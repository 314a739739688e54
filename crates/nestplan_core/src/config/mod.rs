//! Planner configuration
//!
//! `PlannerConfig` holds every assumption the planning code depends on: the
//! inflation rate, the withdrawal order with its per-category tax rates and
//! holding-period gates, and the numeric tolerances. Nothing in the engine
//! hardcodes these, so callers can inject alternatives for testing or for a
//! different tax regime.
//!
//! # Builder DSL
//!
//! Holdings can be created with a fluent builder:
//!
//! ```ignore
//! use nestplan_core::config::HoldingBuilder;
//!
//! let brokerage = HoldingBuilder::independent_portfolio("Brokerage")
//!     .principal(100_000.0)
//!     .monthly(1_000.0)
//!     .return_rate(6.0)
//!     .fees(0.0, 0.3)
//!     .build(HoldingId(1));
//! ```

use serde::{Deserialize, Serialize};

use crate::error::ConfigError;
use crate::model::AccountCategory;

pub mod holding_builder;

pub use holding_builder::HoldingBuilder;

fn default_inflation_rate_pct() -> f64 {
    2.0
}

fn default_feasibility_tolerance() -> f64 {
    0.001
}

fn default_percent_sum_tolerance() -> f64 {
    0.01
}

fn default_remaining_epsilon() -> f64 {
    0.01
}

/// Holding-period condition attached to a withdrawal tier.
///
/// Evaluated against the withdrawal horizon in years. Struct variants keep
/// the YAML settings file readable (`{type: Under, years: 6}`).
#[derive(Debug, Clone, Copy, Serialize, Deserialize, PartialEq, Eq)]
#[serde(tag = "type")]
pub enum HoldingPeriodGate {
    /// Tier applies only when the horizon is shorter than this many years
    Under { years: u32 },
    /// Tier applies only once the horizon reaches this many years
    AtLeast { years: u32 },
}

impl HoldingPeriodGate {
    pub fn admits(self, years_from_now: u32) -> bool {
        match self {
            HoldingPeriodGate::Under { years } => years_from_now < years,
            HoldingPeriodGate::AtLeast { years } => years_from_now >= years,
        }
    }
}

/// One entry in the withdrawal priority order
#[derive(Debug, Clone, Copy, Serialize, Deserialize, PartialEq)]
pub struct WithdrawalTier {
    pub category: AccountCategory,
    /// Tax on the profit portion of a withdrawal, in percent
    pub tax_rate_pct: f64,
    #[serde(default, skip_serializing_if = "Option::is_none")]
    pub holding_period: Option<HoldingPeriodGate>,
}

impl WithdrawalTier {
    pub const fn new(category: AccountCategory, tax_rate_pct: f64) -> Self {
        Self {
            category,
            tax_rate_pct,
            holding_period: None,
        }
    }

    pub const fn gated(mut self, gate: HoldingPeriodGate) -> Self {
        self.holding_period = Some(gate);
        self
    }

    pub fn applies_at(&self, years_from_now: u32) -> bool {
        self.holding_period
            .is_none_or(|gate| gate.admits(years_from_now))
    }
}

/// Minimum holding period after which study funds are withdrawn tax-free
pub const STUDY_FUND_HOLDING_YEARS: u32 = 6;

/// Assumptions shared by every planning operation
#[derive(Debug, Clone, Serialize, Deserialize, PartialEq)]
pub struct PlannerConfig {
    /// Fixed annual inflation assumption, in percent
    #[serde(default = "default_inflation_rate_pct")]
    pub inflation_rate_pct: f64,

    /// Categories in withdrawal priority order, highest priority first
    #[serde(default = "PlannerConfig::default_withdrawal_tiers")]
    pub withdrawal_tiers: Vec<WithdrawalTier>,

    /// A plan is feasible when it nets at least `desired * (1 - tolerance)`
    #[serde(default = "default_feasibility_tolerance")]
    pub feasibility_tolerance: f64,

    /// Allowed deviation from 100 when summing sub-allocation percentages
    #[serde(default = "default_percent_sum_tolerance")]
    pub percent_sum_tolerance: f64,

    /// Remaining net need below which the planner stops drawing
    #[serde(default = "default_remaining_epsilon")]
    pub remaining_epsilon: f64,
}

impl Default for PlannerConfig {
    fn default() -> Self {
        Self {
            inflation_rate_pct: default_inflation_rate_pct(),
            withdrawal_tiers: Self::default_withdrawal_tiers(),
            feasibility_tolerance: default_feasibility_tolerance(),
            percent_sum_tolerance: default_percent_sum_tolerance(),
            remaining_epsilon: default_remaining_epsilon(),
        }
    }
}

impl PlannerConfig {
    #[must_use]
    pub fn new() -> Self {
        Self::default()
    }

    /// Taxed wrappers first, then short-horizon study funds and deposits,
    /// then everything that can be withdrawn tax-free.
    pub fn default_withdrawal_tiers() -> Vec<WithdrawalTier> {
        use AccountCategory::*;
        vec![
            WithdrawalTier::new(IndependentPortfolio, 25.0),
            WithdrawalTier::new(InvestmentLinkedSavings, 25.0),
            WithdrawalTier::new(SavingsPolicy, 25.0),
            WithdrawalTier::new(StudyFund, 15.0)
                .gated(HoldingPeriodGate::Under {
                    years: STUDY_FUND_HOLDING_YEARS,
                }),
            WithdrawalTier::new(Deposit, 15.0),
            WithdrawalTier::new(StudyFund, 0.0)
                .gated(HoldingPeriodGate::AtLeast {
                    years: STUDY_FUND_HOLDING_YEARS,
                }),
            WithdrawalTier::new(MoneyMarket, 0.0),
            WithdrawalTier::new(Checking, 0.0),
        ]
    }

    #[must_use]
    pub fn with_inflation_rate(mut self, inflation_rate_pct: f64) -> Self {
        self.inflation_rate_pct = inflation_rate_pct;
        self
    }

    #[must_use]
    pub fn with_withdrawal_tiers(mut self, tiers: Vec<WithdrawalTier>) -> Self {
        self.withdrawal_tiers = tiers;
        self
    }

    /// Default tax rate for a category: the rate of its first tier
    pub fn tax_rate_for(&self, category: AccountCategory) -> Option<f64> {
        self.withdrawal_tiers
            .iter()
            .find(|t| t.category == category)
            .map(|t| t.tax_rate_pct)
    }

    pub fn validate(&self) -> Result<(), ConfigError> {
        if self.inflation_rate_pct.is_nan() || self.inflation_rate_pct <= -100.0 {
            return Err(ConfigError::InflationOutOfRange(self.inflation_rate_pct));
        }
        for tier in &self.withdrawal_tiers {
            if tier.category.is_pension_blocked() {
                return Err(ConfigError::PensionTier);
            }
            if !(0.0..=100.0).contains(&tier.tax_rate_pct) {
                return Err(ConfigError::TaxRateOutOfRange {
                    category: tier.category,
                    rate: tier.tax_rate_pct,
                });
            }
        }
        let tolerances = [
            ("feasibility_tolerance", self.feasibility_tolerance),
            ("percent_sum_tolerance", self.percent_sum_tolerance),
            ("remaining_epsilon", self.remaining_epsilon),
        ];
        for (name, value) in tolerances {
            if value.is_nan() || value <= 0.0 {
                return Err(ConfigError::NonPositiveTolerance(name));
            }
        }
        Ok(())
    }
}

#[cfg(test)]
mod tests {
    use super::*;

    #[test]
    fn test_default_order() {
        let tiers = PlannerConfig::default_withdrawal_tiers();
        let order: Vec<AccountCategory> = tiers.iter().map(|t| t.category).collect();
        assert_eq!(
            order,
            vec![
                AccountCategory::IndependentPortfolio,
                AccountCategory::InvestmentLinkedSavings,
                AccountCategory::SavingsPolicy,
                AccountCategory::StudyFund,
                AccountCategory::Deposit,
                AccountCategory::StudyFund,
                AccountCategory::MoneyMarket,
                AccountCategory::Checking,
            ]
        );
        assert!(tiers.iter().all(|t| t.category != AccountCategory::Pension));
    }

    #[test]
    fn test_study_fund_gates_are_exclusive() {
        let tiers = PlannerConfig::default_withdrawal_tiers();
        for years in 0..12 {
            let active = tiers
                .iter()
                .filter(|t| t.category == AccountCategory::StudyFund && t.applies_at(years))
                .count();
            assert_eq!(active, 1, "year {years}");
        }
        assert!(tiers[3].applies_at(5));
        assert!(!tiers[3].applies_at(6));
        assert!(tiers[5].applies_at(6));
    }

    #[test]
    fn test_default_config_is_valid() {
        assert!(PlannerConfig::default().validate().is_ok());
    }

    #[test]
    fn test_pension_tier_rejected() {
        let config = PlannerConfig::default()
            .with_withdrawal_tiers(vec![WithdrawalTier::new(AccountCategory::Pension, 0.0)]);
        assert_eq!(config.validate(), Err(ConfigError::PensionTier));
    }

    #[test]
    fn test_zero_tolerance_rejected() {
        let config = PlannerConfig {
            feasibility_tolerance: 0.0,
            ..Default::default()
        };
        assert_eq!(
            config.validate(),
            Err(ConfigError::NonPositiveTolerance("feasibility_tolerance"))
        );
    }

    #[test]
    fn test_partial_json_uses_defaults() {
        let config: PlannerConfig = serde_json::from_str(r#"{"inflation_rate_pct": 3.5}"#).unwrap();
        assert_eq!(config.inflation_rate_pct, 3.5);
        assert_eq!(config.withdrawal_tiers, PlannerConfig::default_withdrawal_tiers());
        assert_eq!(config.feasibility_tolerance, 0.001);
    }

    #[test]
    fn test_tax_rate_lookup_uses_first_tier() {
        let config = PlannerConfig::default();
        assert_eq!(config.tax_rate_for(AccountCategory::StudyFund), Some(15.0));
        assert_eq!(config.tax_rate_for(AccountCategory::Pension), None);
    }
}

────────────────────

WHAT IS REQUIRED ::
All lines above in which the word "withdrawn" occurs should be identified and copied.

RESPONSE FOR THIS EXERCISE ::
/// Minimum holding period after which study funds are withdrawn tax-free
    /// then everything that can be withdrawn tax-free.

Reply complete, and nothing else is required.